BİR NEBİNİN SOYUNDAN, ALİ’LER SULBÜNDENİZ.
KUTLU BİR ŞECEREDEN, FÂTIMA GÜLLERİYİZ.
DEDEMİN MÜJDESİNDEN, CENNETİN SEYYİDİYİZ.
YEZİD TARAFTARINDAN, KERBELA ŞEHİDİYİZ.
GÖRÜNÜRDE VAHŞETTEN, BİR ZULÜM İÇİNDEYİZ.
BİZLER DE HERKES GİBİ KADERİN ESİRİYİZ.
BİDAYETİNDEN BERİ, HAVF-RECA İÇİNDEYİZ.
ZATEN BİZ ÖMÜR BOYU HEP AYNI ÇİZGİDEYİZ.
KABALIK BİZDEN IRAK, ZİRA BİZ MEDENÎYİZ.
BİLENLER BİZİ BİLİR, SEVGİ FEDAYİSİYİZ.
KERBELA’DA GURBETTE, FAKAT KURBİYETTEYİZ.

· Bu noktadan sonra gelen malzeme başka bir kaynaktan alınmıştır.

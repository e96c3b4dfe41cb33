//! On-disk writer lifecycle through the pipeline and snapshot provider

use crate::common::{bodies_of, note, NoteInterpreter};
use nrt_ingest::core::config::WriterConfig;
use nrt_ingest::{
    Analyzer, ConsumerPipeline, IndexWriterHandle, SnapshotReaderProvider, StorageLocation,
    VersionToken, WriterState,
};
use std::sync::Arc;
use tantivy::collector::Count;
use tantivy::query::TermQuery;
use tantivy::schema::{IndexRecordOption, Term};
use tantivy::tokenizer::{LowerCaser, SimpleTokenizer, TextAnalyzer};
use tempfile::TempDir;

fn disk_writer(dir: &TempDir) -> Arc<IndexWriterHandle> {
    Arc::new(IndexWriterHandle::new(
        StorageLocation::Directory(dir.path().join("index")),
        NoteInterpreter::schema(),
        WriterConfig::default(),
    ))
}

fn body_hits(provider: &SnapshotReaderProvider, token: &str) -> usize {
    provider
        .with_snapshot(|set| {
            let reader = &set.readers[0];
            let body = reader.searcher().schema().get_field("body").unwrap();
            let query = TermQuery::new(
                Term::from_field_text(body, token),
                IndexRecordOption::Basic,
            );
            reader.searcher().search(&query, &Count).unwrap()
        })
        .unwrap()
}

#[test]
fn test_restart_restores_documents_and_version() {
    let dir = TempDir::new().unwrap();

    {
        let writer = disk_writer(&dir);
        writer.try_start().unwrap();
        let mut pipeline = ConsumerPipeline::new(
            Arc::clone(&writer),
            NoteInterpreter::new(writer.schema()),
        );
        pipeline
            .consume_batch(&[note("1", "first", "v1"), note("2", "second", "v7")])
            .unwrap();
        writer.shutdown();
    }

    let writer = disk_writer(&dir);
    writer.start();
    assert!(writer.is_started());

    let provider = SnapshotReaderProvider::new(Arc::clone(&writer));
    let set = provider.open_readers().unwrap();
    assert_eq!(set.version, Some(VersionToken::new("v7")));
    assert_eq!(bodies_of(&set.readers[0], "2"), vec!["second"]);
    provider.release_readers(set.readers);
}

#[test]
fn test_best_effort_start_on_locked_directory() {
    let dir = TempDir::new().unwrap();
    let first = disk_writer(&dir);
    first.try_start().unwrap();

    let second = disk_writer(&dir);
    second.start();
    assert_eq!(second.state(), WriterState::Unstarted);
    assert!(SnapshotReaderProvider::new(Arc::clone(&second))
        .open_readers()
        .unwrap()
        .is_empty());

    first.shutdown();
    second.try_start().unwrap();
    assert!(second.is_started());
}

#[test]
fn test_registered_analyzer_and_override() {
    let dir = TempDir::new().unwrap();
    let writer = disk_writer(&dir);
    writer.register_analyzer(
        "lower_simple",
        TextAnalyzer::builder(SimpleTokenizer::default())
            .filter(LowerCaser)
            .build(),
    );
    writer.try_start().unwrap();
    let provider = SnapshotReaderProvider::new(Arc::clone(&writer));

    let mut stemmed = ConsumerPipeline::new(
        Arc::clone(&writer),
        NoteInterpreter::new(writer.schema()),
    )
    .with_default_analyzer(Analyzer::named("en_stem"));
    stemmed
        .consume_batch(&[note("1", "Running Dogs", "v1")])
        .unwrap();
    assert_eq!(body_hits(&provider, "run"), 1);
    assert_eq!(body_hits(&provider, "running"), 0);

    let mut simple = ConsumerPipeline::new(
        Arc::clone(&writer),
        NoteInterpreter::new(writer.schema()),
    )
    .with_default_analyzer(Analyzer::named("lower_simple"));
    simple
        .consume_batch(&[note("1", "Running Dogs", "v2")])
        .unwrap();
    assert_eq!(body_hits(&provider, "running"), 1);
    assert_eq!(body_hits(&provider, "run"), 0);
}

GAM DEĞİL SUSUZ KALMAK, BİZ RAHMET İÇİNDEYİZ.
KORKAKLIK VE TELÂŞIN SEMTİNİ HİÇ BİLMEYİZ.
ALLAH BİZE KÂFİDİR, GAYRİYİ DÜŞÜNMEYİZ.
DÜNYANIN HER YERİNDE NİCE HÜSEYİN’LERİZ.
ALLAH RIZASI İÇİN, HER ŞEYDEN VAZGEÇERİZ.
BU İMAN DAVASINDA, HEPİMİZ HÜSEYİN’İZ.
KİMSE ZARAR VEREMEZ, ZİRA İNAYETTEYİZ.